Fig3.6 reconstruction result robustness by Goesele, Curless, and Seitz [80] The top line shows a reference example of the left image, and a confidence threshold depth right two different depth reconstructed FIG. When the depth estimation confidence estimate is below the threshold, the pixel is discarded. Threshold left depth map more stringent (higher), therefore, less noise but observed more holes. Note that the depth map is usually estimated by the depth converter which converts an image visualized as a valid image intensity values. However, in this figure, the depth map is visualized as a shadow polygon model, which is obtained by a simple fusion volume of a [52] (see Section 3.3). Image data set consisting of 24, 24 they reconstructed image depth maps, which are then combined into a polygon of the same fusion model, results are shown in the bottom line. A single depth map is very noisy, comprising many holes, but merging model becomes cleaner, and exhibit fewer reconstruction hole. Effect of the number of input image reconstruction quality is shown in Figure 3.7. Has more than 300 images, temples model becomes complete, and dinosaur models still have some holes even texture, the photo conformity assessment more challenging.

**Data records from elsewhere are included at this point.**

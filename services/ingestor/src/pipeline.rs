//! Per-family pipeline orchestration.
//!
//! Each family runs one consumer over its bus channel with a bounded
//! in-flight pool (default 4).  Inside a message, the five steps run
//! sequentially; every step emits a flow event, and a stage failure
//! emits an error event at its step and abandons the rest of that
//! message, never the pipeline.
//!
//! Info-event markers carried in `error_kind`: `status_only`,
//! `no_observation`, `duplicate_suppressed`.

use crate::bus::BusMessage;
use crate::resolver::{Resolution, ResolutionError};
use crate::state::AppState;
use crate::{normalizer, persister::PersistError};
use std::time::Duration;
use tokio::sync::{mpsc, Semaphore};
use tokio::task::JoinSet;
use tracing::{info, warn};
use vf_model::{DeviceFamily, FlowEvent, FlowStep};
use vf_protocol::{decode, Decoded};

/// Wall-clock budget for steps 4-5 once a message is resolved.
const PERSIST_DEADLINE: Duration = Duration::from_secs(10);
/// In-flight completion budget on shutdown.
const DRAIN_BUDGET: Duration = Duration::from_secs(5);

/// The emitting source tag for a family's pipeline.
pub fn source_name(family: DeviceFamily) -> &'static str {
    match family {
        DeviceFamily::GatewayBox => "gateway_pipeline",
        DeviceFamily::Watch => "watch_pipeline",
        DeviceFamily::HospitalKiosk => "kiosk_pipeline",
    }
}

/// Run one family pipeline until shutdown, then drain in-flight work.
pub async fn run(state: AppState, family: DeviceFamily, mut rx: mpsc::Receiver<BusMessage>) {
    let limit = state.config.pipeline.in_flight_per_pipeline;
    let semaphore = std::sync::Arc::new(Semaphore::new(limit));
    let mut shutdown = state.shutdown.clone();
    let mut in_flight = JoinSet::new();

    info!(family = family.as_str(), in_flight = limit, "pipeline started");
    loop {
        tokio::select! {
            _ = shutdown.changed() => break,
            maybe = rx.recv() => {
                let Some(message) = maybe else { break };
                let permit = semaphore
                    .clone()
                    .acquire_owned()
                    .await
                    .expect("pipeline semaphore never closes");
                let state = state.clone();
                in_flight.spawn(async move {
                    process_message(&state, family, message).await;
                    drop(permit);
                });
                // Reap completed tasks so the set stays small.
                while in_flight.try_join_next().is_some() {}
            }
        }
    }

    let drained = tokio::time::timeout(DRAIN_BUDGET, async {
        while in_flight.join_next().await.is_some() {}
    })
    .await;
    if drained.is_err() {
        warn!(
            family = family.as_str(),
            "in-flight messages did not finish within the shutdown budget"
        );
        in_flight.abort_all();
    }
    info!(family = family.as_str(), "pipeline stopped");
}

// ---------------------------------------------------------------------------
// Per-message processing
// ---------------------------------------------------------------------------

async fn process_message(state: &AppState, family: DeviceFamily, message: BusMessage) {
    let source = source_name(family);
    let topic = message.topic.as_str();
    state.stats.record_message(family);

    // Step 1: emitted unconditionally on receipt.
    state.emitter.emit(
        source,
        FlowEvent::success(FlowStep::Received, family, topic).with_excerpt(&message.payload),
    );

    // Step 2: decode.
    let decoded = match decode(topic, &message.payload) {
        Ok(decoded) => decoded,
        Err(e) => {
            state.stats.record_error(family);
            state.emitter.emit(
                source,
                FlowEvent::error(FlowStep::Decoded, family, topic, e.kind(), e.to_string())
                    .with_excerpt(&message.payload),
            );
            return;
        }
    };
    state
        .emitter
        .emit(source, FlowEvent::success(FlowStep::Decoded, family, topic));

    // Step 3: resolve.  Device-status payloads carry no patient; they
    // surface as liveness info and terminate with `no_observation`.
    let resolution = match resolve_decoded(state, &decoded).await {
        Ok(Some(resolution)) => resolution,
        Ok(None) => {
            let mut resolved = FlowEvent::info(FlowStep::Resolved, family, topic);
            resolved.error_kind = Some("status_only".to_owned());
            state.emitter.emit(source, resolved);
            let mut terminal = FlowEvent::info(FlowStep::Persisted, family, topic);
            terminal.error_kind = Some("no_observation".to_owned());
            state.emitter.emit(source, terminal);
            return;
        }
        Err(ResolutionError::PatientUnknown { device_id }) => {
            state.stats.record_error(family);
            state.emitter.emit(
                source,
                FlowEvent::error(
                    FlowStep::Resolved,
                    family,
                    topic,
                    "patient_unknown",
                    format!("no patient mapping for device `{device_id}`"),
                ),
            );
            return;
        }
        Err(ResolutionError::Store(e)) => {
            state.stats.record_error(family);
            state.emitter.emit(
                source,
                FlowEvent::error(FlowStep::Resolved, family, topic, "store", e.to_string()),
            );
            return;
        }
    };
    state.emitter.emit(
        source,
        FlowEvent::success(FlowStep::Resolved, family, topic)
            .with_patient(resolution.patient_id.clone()),
    );

    // Steps 4-5 under the wall-clock budget.
    let outcome = tokio::time::timeout(
        PERSIST_DEADLINE,
        persist_phase(state, source, family, &message, &decoded, &resolution),
    )
    .await;
    if outcome.is_err() {
        state.stats.record_error(family);
        state.emitter.emit(
            source,
            FlowEvent::error(
                FlowStep::Persisted,
                family,
                topic,
                "timeout",
                "persistence exceeded the 10s budget; message abandoned",
            )
            .with_patient(resolution.patient_id.clone()),
        );
    }
}

/// Which payloads are liveness-only (no patient resolution).
fn is_status_only(decoded: &Decoded) -> bool {
    matches!(decoded, Decoded::GatewayStatus(_) | Decoded::WatchOnline(_))
}

async fn resolve_decoded(
    state: &AppState,
    decoded: &Decoded,
) -> Result<Option<Resolution>, ResolutionError> {
    if is_status_only(decoded) {
        return Ok(None);
    }
    let resolution = match decoded {
        Decoded::GatewayMedical(medical) => state.resolver.resolve_gateway(medical).await?,
        Decoded::Kiosk(kiosk) => {
            state
                .resolver
                .resolve_kiosk(&kiosk.kiosk_mac, &kiosk.citizen_id)
                .await?
        }
        Decoded::WatchVitals(w) => state.resolver.resolve_watch(&w.imei).await?,
        Decoded::WatchBatch(w) => state.resolver.resolve_watch(&w.imei).await?,
        Decoded::WatchStatus(w) => state.resolver.resolve_watch(&w.imei).await?,
        Decoded::WatchLocation(w) => state.resolver.resolve_watch(&w.imei).await?,
        Decoded::WatchSleep(w) => state.resolver.resolve_watch(&w.imei).await?,
        Decoded::WatchEmergency(w) => state.resolver.resolve_watch(&w.imei).await?,
        Decoded::GatewayStatus(_) | Decoded::WatchOnline(_) => unreachable!("status-only"),
    };
    Ok(Some(resolution))
}

async fn persist_phase(
    state: &AppState,
    source: &'static str,
    family: DeviceFamily,
    message: &BusMessage,
    decoded: &Decoded,
    resolution: &Resolution,
) {
    let topic = message.topic.as_str();

    // Step 4a: normalize.
    let normalized = match normalizer::normalize(decoded, resolution, &message.payload, message.received_at)
    {
        Ok(normalized) => normalized,
        Err(e) => {
            state.stats.record_error(family);
            state.emitter.emit(
                source,
                FlowEvent::error(
                    FlowStep::SnapshotUpdated,
                    family,
                    topic,
                    e.kind(),
                    e.to_string(),
                )
                .with_patient(resolution.patient_id.clone()),
            );
            return;
        }
    };

    // Location refreshes are best-effort snapshot writes.
    let mut location_applied = false;
    if let Some((location, at)) = &normalized.location_update {
        state
            .persister
            .update_location(&resolution.patient_id, location, *at)
            .await;
        location_applied = true;
    }

    if normalized.is_empty() {
        let mut snapshot_event = FlowEvent::info(FlowStep::SnapshotUpdated, family, topic)
            .with_patient(resolution.patient_id.clone());
        if location_applied {
            snapshot_event.status = vf_model::FlowStatus::Success;
        }
        state.emitter.emit(source, snapshot_event);
        let mut terminal = FlowEvent::info(FlowStep::Persisted, family, topic)
            .with_patient(resolution.patient_id.clone());
        terminal.error_kind = Some("no_observation".to_owned());
        state.emitter.emit(source, terminal);
        return;
    }

    // Steps 4b-5: persist observations and emergencies.
    let mut snapshot_failed = false;
    let mut snapshot_updated = location_applied;
    let mut persisted = 0usize;
    let mut duplicates = 0usize;
    let mut history_error: Option<PersistError> = None;
    let mut first_observation_ref = None;

    for obs in &normalized.observations {
        match state.persister.persist_observation(obs).await {
            Ok(report) => {
                snapshot_failed |= report.snapshot_failed;
                snapshot_updated |= report.snapshot_updated;
                if report.duplicate {
                    duplicates += 1;
                } else {
                    persisted += 1;
                    first_observation_ref
                        .get_or_insert_with(|| obs.observation_id.to_string());
                    state.hub.broadcast_observation(obs);
                }
            }
            Err(e) => {
                // This observation is abandoned; the rest of the batch
                // still gets its chance.
                warn!(observation_id = %obs.observation_id, error = %e, "observation persistence failed");
                history_error.get_or_insert(e);
            }
        }
    }

    for event in &normalized.emergencies {
        match state.persister.persist_emergency(event).await {
            Ok(()) => {
                persisted += 1;
                state
                    .hub
                    .broadcast_emergency(event, Some(resolution.hospital_id.as_str()));
            }
            Err(e) => {
                warn!(event_id = %event.event_id, error = %e, "emergency persistence failed");
                history_error.get_or_insert(e);
            }
        }
    }

    // Step 4 event.
    if snapshot_failed {
        state.emitter.emit(
            source,
            FlowEvent::error(
                FlowStep::SnapshotUpdated,
                family,
                topic,
                "snapshot",
                "snapshot update failed; history kept",
            )
            .with_patient(resolution.patient_id.clone()),
        );
    } else if snapshot_updated {
        state.emitter.emit(
            source,
            FlowEvent::success(FlowStep::SnapshotUpdated, family, topic)
                .with_patient(resolution.patient_id.clone()),
        );
    } else {
        state.emitter.emit(
            source,
            FlowEvent::info(FlowStep::SnapshotUpdated, family, topic)
                .with_patient(resolution.patient_id.clone()),
        );
    }

    // Step 5 terminal event: exactly one per message.
    if let Some(e) = history_error {
        state.stats.record_error(family);
        state.emitter.emit(
            source,
            FlowEvent::error(FlowStep::Persisted, family, topic, "history", e.to_string())
                .with_patient(resolution.patient_id.clone()),
        );
    } else if persisted == 0 && duplicates > 0 {
        let mut terminal = FlowEvent::info(FlowStep::Persisted, family, topic)
            .with_patient(resolution.patient_id.clone());
        terminal.error_kind = Some("duplicate_suppressed".to_owned());
        state.emitter.emit(source, terminal);
    } else {
        let mut terminal = FlowEvent::success(FlowStep::Persisted, family, topic)
            .with_patient(resolution.patient_id.clone());
        if let Some(observation_ref) = first_observation_ref {
            terminal = terminal.with_observation(observation_ref);
        }
        state.emitter.emit(source, terminal);
    }
}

3.1.3 MRF depth map (MRF Depthmaps)

Although it is shown in the above a robust image coherence function, but in special cases the consistency curve peak image may not match the actual depth. As in the case of severe occlusion presence, in most cases there may not match the corresponding image. Standard solution of these problems are: mandatory use of spatial consistency in adjacent pixels with similar depth value assumptions, which Markov random field (MRF) was very successful for solving this task. FIG depth MRF formula [120] can be regarded as a combination optimization problem, wherein the input depth values is discretized into a set of limited depth range. The problem is then focused on the label to each pixel p a deep tags disposed KP , while minimizing the loss function

avatar

The first formula is a summation of all pixels in the image are summed, and the second is on all the adjacent pixels, the adjacent pixels can be denoted as N , the adjacent pixels can be divided into those 4- neighbor and neighbor 8- the former is in a horizontal, vertical adjacent pixels; which contains diagonally adjacent pixels. 4 neighborhood system with fewer and easier interaction term, but may be more discrete impact. Discussed next lower potentials unary Phi (.) And Interaction potentials pairwise PSI (.,.)

*** unary potentials ***
one yuan loss function label image consistency loss reaction, it is inversely proportional to the consistency of the image. Defining a function of the cell loss vary. If the range [-1,1] of NCC as a function of the consistency of image monohydric linear loss may be defined as shown below truncation loss function:

avatar

Where: [tau] U value cutoff threshold. Any robust function such as: or cauchy Huber loss function may be, as a function of cell loss.

*** Pairwise Interaction Potentials ***
paired loss term
pair loss term enforce spatial regularization and is proportional to the amount of difference in the depth of the adjacent pixel, so that adjacent pixels have similar depth values. Loss function defined pair will be different, but the following is given a simple implementation, a linear loss function as a cutoff to avoid penalizing depth discontinuities:

avatar

*** Optimization ***

While formula 3.2 is a problem but there are many NP approximate solution, especially when the pairwise term satisfies the formula [122].

avatar

For the modulo function times, one popular technique is known as alpha extended [122,45,44], which is repeatedly cut algorithm to solve maximum a minimum to improve the flow label category.
Fortunately, the sub-mode conditions that apply to many of the standard items in pairs. More specifically, as the distance metric Ψ (α, α) should be zero, since the two tags are the same. The remaining conditions for the triangle inequality:
avatar

Smooth prior usually defined as a distance metric, and satisfies the triangle inequality formula ^ 2. Metric example is linear, the linear cut or the Cauchy (Cauchy) loss function. However, secondary or Huber loss function is not a sub-mode function, because the secondary function does not obey the triangle inequality. Please note that the loss of different pairs, unary potential function is not limited and can be arbitrarily set. MRF can be used to solve many other computer vision problems, more details about the MRF will be described in detail in the following sections [114,179].

[2]: modular sub-optimization is a hot research topic in machine learning community, where the sub-module describes the mathematical properties of a series of functions. However, in computer vision, it is generally used to describe the multiple sub-modules labeled target function optimization problem. They are equivalent in mathematics, but in a very different way to deal with.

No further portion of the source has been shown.